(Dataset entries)
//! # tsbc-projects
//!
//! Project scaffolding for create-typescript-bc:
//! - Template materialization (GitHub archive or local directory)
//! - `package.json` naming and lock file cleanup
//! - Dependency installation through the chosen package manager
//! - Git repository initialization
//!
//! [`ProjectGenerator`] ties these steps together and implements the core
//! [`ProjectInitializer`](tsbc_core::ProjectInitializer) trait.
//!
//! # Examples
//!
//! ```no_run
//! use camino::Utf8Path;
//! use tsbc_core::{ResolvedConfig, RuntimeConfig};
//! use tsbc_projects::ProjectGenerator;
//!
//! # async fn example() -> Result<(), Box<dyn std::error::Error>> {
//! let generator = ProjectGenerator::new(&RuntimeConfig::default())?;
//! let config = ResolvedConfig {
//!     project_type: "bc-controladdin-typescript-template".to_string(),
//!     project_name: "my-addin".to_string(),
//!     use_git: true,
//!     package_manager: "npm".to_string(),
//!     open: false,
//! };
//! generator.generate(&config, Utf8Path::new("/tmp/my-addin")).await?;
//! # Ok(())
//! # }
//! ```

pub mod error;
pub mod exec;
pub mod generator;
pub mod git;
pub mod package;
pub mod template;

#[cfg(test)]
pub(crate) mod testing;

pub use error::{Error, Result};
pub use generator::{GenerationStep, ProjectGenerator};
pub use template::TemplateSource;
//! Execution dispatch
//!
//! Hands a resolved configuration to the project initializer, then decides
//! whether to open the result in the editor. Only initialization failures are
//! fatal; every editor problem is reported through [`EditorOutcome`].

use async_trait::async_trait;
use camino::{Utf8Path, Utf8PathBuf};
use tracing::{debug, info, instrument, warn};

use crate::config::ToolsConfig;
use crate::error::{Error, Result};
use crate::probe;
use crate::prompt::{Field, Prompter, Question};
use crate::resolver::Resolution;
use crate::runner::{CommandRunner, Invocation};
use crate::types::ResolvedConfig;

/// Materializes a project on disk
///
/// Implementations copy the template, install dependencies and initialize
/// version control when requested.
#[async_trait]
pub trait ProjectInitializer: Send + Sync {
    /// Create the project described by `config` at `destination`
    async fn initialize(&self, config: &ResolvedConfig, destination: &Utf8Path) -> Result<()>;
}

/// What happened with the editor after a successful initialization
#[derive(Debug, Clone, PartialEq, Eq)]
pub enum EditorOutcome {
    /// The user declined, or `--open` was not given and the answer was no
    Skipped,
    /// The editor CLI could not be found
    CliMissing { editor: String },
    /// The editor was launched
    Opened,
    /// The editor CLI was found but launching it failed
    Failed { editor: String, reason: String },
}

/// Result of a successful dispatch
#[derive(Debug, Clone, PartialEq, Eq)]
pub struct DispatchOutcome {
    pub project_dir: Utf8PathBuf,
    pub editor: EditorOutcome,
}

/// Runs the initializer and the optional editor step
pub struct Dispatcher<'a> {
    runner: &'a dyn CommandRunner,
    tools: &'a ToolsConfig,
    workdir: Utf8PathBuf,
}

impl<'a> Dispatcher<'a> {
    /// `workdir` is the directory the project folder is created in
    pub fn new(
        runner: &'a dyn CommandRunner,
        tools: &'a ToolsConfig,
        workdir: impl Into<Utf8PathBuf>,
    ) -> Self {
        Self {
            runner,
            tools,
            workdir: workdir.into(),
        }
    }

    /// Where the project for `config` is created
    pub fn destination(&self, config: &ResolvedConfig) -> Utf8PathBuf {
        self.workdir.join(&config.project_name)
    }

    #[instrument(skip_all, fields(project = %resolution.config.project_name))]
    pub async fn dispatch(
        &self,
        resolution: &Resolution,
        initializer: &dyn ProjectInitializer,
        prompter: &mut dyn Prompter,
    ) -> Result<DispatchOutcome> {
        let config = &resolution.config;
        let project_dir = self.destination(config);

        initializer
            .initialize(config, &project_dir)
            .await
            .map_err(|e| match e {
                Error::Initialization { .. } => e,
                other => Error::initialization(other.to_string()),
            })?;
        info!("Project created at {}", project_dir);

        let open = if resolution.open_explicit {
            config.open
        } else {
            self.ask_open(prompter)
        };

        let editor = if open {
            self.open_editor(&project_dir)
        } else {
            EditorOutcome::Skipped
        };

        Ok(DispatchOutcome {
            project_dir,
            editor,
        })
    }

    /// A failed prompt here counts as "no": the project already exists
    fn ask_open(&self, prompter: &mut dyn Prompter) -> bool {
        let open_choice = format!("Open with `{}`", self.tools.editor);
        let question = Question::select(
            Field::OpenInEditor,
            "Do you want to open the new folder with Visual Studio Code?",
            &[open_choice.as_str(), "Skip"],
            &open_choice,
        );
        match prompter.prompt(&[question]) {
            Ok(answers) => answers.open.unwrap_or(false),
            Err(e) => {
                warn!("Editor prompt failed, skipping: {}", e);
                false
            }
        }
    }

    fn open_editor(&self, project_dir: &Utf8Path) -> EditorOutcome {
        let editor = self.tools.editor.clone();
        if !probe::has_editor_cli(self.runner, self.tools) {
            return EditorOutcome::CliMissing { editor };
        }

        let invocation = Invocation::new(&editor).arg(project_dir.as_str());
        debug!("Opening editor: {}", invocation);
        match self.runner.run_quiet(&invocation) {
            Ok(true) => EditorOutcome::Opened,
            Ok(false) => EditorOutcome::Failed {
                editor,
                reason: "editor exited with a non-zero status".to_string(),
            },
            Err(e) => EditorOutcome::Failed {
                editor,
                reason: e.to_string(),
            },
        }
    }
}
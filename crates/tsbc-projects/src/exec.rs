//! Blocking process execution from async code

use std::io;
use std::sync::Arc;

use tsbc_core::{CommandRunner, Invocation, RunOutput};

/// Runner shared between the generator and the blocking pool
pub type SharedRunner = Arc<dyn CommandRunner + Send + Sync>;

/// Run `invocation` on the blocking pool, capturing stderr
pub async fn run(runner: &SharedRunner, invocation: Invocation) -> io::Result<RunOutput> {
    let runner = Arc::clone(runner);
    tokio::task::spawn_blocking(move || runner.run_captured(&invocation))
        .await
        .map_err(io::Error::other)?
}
---
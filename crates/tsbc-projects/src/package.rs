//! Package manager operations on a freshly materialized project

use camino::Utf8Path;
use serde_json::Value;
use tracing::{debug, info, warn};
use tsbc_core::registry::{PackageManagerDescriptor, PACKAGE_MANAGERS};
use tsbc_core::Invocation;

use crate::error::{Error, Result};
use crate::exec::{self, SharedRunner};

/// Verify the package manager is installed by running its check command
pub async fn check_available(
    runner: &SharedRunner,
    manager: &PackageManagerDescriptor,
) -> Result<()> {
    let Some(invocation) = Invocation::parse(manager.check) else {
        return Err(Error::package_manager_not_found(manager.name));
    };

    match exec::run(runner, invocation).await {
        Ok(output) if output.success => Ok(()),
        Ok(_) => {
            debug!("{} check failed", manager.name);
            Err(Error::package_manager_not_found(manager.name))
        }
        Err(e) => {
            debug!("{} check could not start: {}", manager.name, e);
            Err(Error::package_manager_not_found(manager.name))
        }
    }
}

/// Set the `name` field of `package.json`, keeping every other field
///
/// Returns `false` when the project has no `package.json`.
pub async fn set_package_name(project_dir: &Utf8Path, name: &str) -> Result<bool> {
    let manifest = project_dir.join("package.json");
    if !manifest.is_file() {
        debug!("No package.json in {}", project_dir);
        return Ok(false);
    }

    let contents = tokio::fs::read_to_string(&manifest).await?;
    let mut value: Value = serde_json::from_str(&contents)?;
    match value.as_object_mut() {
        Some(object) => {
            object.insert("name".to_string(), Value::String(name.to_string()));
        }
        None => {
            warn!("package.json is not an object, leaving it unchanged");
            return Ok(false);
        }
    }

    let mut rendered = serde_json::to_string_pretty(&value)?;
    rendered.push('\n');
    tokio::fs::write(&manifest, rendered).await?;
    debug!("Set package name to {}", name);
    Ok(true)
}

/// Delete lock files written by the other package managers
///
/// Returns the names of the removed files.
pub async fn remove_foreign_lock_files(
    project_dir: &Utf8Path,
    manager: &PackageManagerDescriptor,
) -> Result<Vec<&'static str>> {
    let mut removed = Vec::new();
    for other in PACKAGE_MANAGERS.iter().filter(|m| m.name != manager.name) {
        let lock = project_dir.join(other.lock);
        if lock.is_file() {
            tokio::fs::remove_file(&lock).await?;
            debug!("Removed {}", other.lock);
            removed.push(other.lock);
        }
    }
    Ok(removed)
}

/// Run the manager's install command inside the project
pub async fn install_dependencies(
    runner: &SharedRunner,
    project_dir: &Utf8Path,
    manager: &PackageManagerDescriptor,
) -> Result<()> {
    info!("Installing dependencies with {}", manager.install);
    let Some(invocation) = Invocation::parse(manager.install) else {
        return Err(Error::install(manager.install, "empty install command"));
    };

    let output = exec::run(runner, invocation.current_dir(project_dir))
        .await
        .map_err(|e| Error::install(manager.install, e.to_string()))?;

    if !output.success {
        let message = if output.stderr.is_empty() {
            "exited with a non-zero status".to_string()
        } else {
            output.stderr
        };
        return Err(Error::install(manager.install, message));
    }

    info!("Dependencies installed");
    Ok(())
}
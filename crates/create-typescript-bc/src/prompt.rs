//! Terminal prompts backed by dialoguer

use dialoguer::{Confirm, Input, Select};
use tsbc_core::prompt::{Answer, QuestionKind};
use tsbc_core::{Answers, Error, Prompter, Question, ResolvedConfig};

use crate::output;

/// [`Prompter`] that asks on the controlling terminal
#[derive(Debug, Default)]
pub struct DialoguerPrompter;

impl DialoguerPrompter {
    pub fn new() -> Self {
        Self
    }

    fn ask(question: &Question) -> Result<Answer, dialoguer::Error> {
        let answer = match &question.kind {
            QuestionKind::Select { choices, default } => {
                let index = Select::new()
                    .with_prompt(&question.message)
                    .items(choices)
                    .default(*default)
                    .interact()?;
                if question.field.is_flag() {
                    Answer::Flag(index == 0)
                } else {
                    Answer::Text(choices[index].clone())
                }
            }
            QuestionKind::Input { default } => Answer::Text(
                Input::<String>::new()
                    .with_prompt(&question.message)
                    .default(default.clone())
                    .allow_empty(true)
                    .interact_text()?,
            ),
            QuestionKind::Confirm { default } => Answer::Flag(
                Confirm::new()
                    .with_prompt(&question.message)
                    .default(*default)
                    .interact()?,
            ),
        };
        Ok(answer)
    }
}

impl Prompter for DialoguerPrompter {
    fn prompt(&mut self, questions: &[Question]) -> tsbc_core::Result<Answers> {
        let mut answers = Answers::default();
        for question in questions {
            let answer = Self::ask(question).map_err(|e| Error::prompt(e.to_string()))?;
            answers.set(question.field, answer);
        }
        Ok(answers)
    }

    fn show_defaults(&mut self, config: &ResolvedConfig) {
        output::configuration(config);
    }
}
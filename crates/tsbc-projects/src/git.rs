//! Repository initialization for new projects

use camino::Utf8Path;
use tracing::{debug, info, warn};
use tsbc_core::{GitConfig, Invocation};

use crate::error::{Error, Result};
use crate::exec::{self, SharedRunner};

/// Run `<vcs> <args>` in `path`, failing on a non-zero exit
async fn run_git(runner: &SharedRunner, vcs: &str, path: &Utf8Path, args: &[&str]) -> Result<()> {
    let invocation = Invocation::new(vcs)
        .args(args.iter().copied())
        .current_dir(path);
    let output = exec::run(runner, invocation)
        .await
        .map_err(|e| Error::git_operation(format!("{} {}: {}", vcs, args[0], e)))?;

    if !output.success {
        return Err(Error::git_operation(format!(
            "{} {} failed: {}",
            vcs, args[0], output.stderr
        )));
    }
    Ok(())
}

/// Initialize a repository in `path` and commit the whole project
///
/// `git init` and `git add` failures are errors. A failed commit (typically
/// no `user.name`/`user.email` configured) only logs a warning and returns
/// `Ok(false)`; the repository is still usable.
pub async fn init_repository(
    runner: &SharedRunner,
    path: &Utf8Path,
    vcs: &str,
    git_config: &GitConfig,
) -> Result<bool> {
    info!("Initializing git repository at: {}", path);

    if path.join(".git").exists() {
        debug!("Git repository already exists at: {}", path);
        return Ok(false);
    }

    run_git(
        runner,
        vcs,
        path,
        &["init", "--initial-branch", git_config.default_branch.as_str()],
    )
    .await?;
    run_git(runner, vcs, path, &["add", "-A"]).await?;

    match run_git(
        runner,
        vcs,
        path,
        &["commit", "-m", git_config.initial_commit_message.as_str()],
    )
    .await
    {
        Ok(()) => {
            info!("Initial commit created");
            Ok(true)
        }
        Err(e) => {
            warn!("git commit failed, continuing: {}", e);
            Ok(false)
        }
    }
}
...
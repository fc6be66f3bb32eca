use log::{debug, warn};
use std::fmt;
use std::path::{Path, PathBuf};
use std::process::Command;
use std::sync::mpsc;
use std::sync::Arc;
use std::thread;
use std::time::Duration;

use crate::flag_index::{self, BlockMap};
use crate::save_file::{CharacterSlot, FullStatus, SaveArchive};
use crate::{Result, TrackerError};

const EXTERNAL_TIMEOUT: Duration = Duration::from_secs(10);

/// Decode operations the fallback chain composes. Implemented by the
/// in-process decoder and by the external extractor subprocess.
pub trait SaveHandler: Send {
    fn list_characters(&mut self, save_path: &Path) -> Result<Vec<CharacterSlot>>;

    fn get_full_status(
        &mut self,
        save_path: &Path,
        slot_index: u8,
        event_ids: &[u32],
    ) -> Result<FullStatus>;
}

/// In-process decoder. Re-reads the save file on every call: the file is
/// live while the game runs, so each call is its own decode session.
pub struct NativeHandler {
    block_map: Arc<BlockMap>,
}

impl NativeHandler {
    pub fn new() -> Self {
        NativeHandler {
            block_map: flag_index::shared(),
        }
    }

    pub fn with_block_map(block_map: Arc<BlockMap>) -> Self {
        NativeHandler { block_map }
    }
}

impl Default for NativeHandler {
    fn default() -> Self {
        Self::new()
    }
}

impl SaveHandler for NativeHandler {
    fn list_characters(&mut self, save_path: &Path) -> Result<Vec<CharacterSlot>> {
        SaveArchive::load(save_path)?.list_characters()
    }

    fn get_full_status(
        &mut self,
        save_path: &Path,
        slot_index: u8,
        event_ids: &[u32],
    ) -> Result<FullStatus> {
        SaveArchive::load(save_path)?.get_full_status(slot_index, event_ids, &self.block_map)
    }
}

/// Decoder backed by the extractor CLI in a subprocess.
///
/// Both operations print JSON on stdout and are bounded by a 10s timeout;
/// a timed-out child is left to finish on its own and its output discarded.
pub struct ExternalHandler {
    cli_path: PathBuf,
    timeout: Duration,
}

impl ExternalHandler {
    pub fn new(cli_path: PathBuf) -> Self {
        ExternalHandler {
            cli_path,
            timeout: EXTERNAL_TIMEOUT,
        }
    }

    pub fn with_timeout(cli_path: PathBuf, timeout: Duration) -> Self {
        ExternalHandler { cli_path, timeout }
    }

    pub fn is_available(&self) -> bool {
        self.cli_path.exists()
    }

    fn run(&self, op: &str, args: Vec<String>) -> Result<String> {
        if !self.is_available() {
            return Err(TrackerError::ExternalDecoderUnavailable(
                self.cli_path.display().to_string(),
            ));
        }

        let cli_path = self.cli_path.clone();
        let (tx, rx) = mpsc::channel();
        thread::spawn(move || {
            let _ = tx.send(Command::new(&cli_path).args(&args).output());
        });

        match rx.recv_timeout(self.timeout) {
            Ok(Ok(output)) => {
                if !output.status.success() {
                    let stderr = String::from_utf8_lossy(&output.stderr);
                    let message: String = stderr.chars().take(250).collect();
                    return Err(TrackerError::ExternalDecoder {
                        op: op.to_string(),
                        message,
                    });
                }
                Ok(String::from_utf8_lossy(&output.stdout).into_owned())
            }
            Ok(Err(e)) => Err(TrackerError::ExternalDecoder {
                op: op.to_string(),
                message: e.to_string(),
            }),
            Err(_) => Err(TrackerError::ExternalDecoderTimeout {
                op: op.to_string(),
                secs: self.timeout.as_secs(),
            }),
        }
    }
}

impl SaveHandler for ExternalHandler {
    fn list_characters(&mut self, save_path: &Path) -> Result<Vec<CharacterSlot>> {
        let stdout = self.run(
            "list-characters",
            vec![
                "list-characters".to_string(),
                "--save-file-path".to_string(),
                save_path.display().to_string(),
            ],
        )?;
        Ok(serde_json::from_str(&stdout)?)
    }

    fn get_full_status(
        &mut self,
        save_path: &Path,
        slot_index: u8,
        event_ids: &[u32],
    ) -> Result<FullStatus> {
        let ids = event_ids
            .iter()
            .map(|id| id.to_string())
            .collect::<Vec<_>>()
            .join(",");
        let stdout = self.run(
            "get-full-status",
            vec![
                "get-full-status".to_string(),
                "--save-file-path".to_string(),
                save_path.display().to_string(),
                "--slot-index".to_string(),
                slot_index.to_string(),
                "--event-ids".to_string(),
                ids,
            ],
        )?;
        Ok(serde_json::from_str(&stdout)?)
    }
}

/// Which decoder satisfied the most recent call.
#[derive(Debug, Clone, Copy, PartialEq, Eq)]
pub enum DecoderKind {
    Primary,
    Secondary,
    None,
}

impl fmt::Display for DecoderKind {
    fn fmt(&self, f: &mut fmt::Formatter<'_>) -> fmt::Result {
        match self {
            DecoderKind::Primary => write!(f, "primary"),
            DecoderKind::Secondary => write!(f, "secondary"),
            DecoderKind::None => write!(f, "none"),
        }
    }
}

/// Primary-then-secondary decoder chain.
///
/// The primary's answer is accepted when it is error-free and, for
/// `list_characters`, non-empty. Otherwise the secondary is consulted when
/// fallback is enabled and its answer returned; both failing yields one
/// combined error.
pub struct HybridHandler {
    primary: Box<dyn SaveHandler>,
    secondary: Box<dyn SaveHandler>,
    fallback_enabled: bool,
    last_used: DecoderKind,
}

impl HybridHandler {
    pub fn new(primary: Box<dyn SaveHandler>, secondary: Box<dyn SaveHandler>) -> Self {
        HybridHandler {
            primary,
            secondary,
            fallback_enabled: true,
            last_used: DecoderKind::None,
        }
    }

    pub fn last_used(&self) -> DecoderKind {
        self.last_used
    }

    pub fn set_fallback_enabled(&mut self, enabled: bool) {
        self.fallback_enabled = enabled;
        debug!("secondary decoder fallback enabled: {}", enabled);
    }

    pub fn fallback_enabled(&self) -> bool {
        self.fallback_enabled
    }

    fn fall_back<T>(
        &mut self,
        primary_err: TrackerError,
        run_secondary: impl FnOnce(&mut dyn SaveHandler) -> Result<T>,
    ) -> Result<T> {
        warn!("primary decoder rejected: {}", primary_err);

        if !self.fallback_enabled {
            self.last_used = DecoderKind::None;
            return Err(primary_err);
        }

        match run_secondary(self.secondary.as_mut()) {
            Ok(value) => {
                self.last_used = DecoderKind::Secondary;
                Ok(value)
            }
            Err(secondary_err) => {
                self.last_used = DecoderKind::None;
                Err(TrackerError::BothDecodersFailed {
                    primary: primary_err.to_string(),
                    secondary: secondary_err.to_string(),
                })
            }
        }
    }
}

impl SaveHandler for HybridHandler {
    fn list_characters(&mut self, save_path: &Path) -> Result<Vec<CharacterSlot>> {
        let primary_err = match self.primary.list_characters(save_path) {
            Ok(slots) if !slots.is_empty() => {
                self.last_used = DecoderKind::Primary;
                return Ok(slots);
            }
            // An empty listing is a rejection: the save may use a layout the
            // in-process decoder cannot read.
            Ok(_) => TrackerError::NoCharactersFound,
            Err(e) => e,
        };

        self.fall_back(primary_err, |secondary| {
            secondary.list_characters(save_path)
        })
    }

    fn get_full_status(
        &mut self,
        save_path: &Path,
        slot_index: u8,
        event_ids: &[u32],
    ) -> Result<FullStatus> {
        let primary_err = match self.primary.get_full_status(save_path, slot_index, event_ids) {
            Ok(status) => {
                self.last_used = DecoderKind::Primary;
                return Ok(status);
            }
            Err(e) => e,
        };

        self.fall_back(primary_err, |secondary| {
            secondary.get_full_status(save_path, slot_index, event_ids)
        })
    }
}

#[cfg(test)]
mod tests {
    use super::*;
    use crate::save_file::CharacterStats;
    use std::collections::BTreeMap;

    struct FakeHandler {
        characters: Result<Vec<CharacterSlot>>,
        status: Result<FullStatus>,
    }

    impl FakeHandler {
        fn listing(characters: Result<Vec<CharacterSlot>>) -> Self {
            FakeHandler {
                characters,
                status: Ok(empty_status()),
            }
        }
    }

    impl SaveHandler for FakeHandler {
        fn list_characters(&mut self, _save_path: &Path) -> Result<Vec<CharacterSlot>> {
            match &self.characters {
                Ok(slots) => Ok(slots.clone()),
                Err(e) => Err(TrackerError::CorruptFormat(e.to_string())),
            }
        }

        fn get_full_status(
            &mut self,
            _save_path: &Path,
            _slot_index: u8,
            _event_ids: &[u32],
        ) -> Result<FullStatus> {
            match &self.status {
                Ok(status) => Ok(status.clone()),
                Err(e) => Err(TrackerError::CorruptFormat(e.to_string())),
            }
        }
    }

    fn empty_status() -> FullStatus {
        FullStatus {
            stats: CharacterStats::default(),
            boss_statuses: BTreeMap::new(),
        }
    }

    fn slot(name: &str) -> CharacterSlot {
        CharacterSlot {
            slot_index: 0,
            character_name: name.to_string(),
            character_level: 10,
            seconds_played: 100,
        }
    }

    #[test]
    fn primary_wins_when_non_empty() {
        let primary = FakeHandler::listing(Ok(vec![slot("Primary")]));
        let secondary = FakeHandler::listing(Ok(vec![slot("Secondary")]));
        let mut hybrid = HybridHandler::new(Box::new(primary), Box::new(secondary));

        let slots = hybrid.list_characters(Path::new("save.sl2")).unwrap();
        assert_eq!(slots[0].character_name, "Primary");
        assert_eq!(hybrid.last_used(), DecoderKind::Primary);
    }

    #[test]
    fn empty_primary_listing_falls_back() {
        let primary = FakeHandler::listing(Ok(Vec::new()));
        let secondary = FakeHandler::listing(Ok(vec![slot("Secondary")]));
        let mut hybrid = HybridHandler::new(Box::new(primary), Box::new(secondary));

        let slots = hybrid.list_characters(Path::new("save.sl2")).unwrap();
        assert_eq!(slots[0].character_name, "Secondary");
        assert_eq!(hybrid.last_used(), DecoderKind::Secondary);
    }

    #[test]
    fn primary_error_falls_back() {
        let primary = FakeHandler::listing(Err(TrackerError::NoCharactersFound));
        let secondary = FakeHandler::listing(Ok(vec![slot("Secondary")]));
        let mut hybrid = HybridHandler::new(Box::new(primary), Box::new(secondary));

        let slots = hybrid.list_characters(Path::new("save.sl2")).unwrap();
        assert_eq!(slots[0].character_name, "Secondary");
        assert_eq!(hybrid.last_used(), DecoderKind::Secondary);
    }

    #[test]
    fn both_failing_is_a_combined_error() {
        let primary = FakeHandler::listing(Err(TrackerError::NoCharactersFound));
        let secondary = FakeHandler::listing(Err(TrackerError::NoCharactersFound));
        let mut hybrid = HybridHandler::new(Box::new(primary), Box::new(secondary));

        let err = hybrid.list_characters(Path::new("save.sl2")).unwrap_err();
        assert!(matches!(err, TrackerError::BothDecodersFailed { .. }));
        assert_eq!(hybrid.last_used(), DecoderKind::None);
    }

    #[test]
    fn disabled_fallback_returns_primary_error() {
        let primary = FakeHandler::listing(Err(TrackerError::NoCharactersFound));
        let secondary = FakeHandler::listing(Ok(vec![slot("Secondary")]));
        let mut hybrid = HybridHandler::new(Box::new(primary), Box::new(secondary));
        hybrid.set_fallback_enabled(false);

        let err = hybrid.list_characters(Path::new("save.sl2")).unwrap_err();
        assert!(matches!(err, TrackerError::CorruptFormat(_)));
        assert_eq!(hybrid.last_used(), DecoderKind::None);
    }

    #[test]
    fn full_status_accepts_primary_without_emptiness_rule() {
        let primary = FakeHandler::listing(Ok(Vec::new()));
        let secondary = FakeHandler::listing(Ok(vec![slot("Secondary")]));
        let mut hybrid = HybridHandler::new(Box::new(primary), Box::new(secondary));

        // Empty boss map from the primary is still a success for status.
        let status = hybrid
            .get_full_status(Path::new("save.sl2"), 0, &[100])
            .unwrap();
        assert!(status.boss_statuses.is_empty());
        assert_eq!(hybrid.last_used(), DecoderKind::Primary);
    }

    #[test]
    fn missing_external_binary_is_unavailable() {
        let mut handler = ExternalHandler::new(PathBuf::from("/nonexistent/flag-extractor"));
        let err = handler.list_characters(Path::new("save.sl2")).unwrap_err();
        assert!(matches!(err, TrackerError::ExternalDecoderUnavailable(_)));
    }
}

PROBLEM TO SOLVE ->
Reproduce each line of the records in which the string "crates" appears.

COMPLETED TASK ->
filename crates/tsbc-projects/src/exec.rs
filename crates/tsbc-projects/src/package.rs
filename crates/create-typescript-bc/src/prompt.rs
filename crates/tsbc-projects/src/git.rs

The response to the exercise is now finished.